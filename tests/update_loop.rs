#![cfg(not(loom))]
//! The autonomous update task: fault isolation, detach and shutdown.

use std::{
    sync::Arc,
    thread,
    time::{Duration, Instant},
};

use log::Level;
use relaybridge::{
    BridgeConfig,
    ChunkHeader,
    ChunkIndex,
    DeviceBridge,
    DeviceId,
    LogMessage,
    MessageId,
    Relay,
    RelayError,
    Severity,
    TypeNameHash,
    UpdateDelay,
};
use relaybridge_testing::{
    DeviceProbe,
    LoggerHandle,
    PollOutcome,
    RecordingRelay,
    ScriptedDevice,
    TestResult,
    attach_ordinary,
    logger,
};
use rstest::{fixture, rstest};

const PATIENCE: Duration = Duration::from_secs(5);

fn eventually(mut condition: impl FnMut() -> bool) -> bool {
    let deadline = Instant::now() + PATIENCE;
    while Instant::now() < deadline {
        if condition() {
            return true;
        }
        thread::sleep(Duration::from_millis(1));
    }
    condition()
}

struct Running {
    relay: Arc<RecordingRelay>,
    bridge: Arc<DeviceBridge>,
    probe: DeviceProbe,
}

#[fixture]
fn running() -> Running {
    let relay = RecordingRelay::new();
    let (device, probe) = ScriptedDevice::channel();
    let bridge = attach_ordinary(&relay, 7, device, BridgeConfig::default().with_thread_name_prefix("test"))
        .expect("bridge construction");
    Running { relay, bridge, probe }
}

#[rstest]
fn failing_poll_is_logged_and_loop_continues(running: Running) -> TestResult {
    let Running { relay, bridge, probe } = running;
    probe.script_polls([PollOutcome::Fail("medium unplugged".into())]);

    bridge.start_updating_in_separate_thread()?;

    assert!(eventually(|| probe.receive_calls() >= 3), "loop stopped after a failed poll");
    let logs = relay.logs();
    let (did, message) = logs.first().ok_or("no log forwarded")?;
    assert_eq!(*did, DeviceId::new(7));
    assert_eq!(message.severity, Severity::Error);
    assert!(message.body.contains("medium unplugged"));
    bridge.shutdown()?;
    Ok(())
}

#[rstest]
fn failing_poll_reaches_the_log_facade(running: Running, mut logger: LoggerHandle) -> TestResult {
    let Running { bridge, probe, .. } = running;
    probe.script_polls([PollOutcome::Fail("flaky radio".into())]);

    bridge.start_updating_in_separate_thread()?;
    assert!(eventually(|| probe.receive_calls() >= 2));
    bridge.shutdown()?;

    assert!(logger.saw(Level::Error, "error while updating"));
    Ok(())
}

#[rstest]
fn panic_ends_the_task_but_not_the_bridge(running: Running) -> TestResult {
    let Running { relay, bridge, probe } = running;
    probe.script_polls([PollOutcome::Panic("driver crashed".into())]);

    bridge.start_updating_in_separate_thread()?;

    assert!(relay.wait_for_logs(1, PATIENCE), "fatal fault was not reported");
    let (_, message) = relay.logs().into_iter().next().ok_or("no log forwarded")?;
    assert_eq!(message.severity, Severity::Error);
    assert!(message.body.contains("driver crashed"));

    thread::sleep(Duration::from_millis(30));
    assert_eq!(probe.receive_calls(), 1, "task kept polling after a panic");

    bridge.send_framed(b"still usable")?;
    assert_eq!(bridge.who_are_you(), b"scripted channel");
    bridge.shutdown()?;
    Ok(())
}

#[rstest]
fn detach_allows_at_most_one_more_poll(running: Running) -> TestResult {
    let Running { bridge, probe, .. } = running;
    bridge.set_update_delay(Duration::from_millis(2));
    bridge.start_updating_in_separate_thread()?;
    assert!(eventually(|| probe.receive_calls() >= 2));

    bridge.detach();
    let at_detach = probe.receive_calls();
    thread::sleep(Duration::from_millis(50));

    assert!(probe.receive_calls() <= at_detach + 1);
    assert!(!bridge.is_alive());
    assert_eq!(bridge.did(), DeviceId::new(7));
    assert!(!bridge.is_negotiation_channel());
    bridge.shutdown()?;
    Ok(())
}

#[rstest]
fn detach_wakes_a_long_sleep(running: Running) -> TestResult {
    let Running { bridge, probe, .. } = running;
    bridge.set_update_delay(Duration::from_secs(60));
    bridge.start_updating_in_separate_thread()?;

    let start = Instant::now();
    bridge.shutdown()?;

    assert!(start.elapsed() < PATIENCE);
    assert_eq!(probe.receive_calls(), 0);
    Ok(())
}

#[rstest]
fn shutdown_is_idempotent(running: Running) -> TestResult {
    let Running { bridge, .. } = running;
    bridge.start_updating_in_separate_thread()?;
    bridge.start_updating_in_separate_thread()?;

    bridge.shutdown()?;
    bridge.shutdown()?;
    bridge.detach();
    Ok(())
}

#[rstest]
fn releasing_the_bridge_stops_the_task(running: Running) -> TestResult {
    let Running { relay, bridge, probe } = running;
    bridge.start_updating_in_separate_thread()?;
    assert!(eventually(|| probe.receive_calls() >= 1));

    let did = bridge.did();
    drop(bridge);
    drop(relay.bridges.remove(did));
    thread::sleep(Duration::from_millis(20));
    let settled = probe.receive_calls();
    thread::sleep(Duration::from_millis(30));

    assert_eq!(probe.receive_calls(), settled);
    assert!(probe.handle().is_some_and(|handle| handle.upgrade().is_none()));
    Ok(())
}

#[rstest]
fn polled_chunks_reach_the_relay(running: Running) -> TestResult {
    let Running { relay, bridge, probe } = running;
    let mut chunk = ChunkHeader::new(MessageId::new(1), ChunkIndex::zero(), 4).encode().to_vec();
    chunk.extend_from_slice(b"ping");
    probe.queue_inbound(chunk);

    bridge.start_updating_in_separate_thread()?;

    assert!(relay.wait_for_packets(1, PATIENCE));
    assert_eq!(relay.packets(), vec![(DeviceId::new(7), b"ping".to_vec())]);
    bridge.shutdown()?;
    Ok(())
}

#[rstest]
fn update_delay_is_forwarded_to_the_device(running: Running) {
    let Running { bridge, probe, .. } = running;

    bridge.set_update_delay(Duration::from_millis(9));
    assert_eq!(probe.update_delay(), UpdateDelay::Fixed(Duration::from_millis(9)));

    bridge.set_update_delay_range(Duration::from_millis(20), Duration::from_millis(10));
    assert_eq!(
        probe.update_delay(),
        UpdateDelay::Jitter {
            min: Duration::from_millis(10),
            max: Duration::from_millis(20),
        }
    );
}

/// Relay whose log sink fails, taking the reporting task down with it.
struct BrokenLogSink;

impl Relay for BrokenLogSink {
    fn on_packet_received(&self, _: &[u8], _: &Arc<DeviceBridge>) -> Result<(), RelayError> { Ok(()) }

    fn post_command_to_connector(&self, _: &[u8], _: &Arc<DeviceBridge>) -> Result<(), RelayError> { Ok(()) }

    fn detach_device(&self, _: DeviceId) {}

    fn log(&self, message: LogMessage, _: DeviceId) { panic!("log sink unavailable: {message}") }
}

#[rstest]
fn restart_reports_a_task_that_died_uncontained(mut logger: LoggerHandle) -> TestResult {
    let relay = Arc::new(BrokenLogSink);
    let (device, probe) = ScriptedDevice::channel();
    let bridge = DeviceBridge::builder(&relay, DeviceId::new(9), TypeNameHash::of("ScriptedDevice"), Box::new(device))
        .build()?;
    bridge.attach();
    probe.script_polls([PollOutcome::Panic("driver crashed".into())]);

    bridge.start_updating_in_separate_thread()?;
    assert!(eventually(|| probe.receive_calls() >= 1));
    thread::sleep(Duration::from_millis(50));
    bridge.start_updating_in_separate_thread()?;
    bridge.shutdown()?;

    assert!(logger.saw(Level::Warn, "previous update task died outside containment"));
    Ok(())
}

☆ ☆ ☆ ☆

Work order -
If a line in the material above holds the word "RelayError", count it, then give the total as a bare number.

Solution to this exercise -
3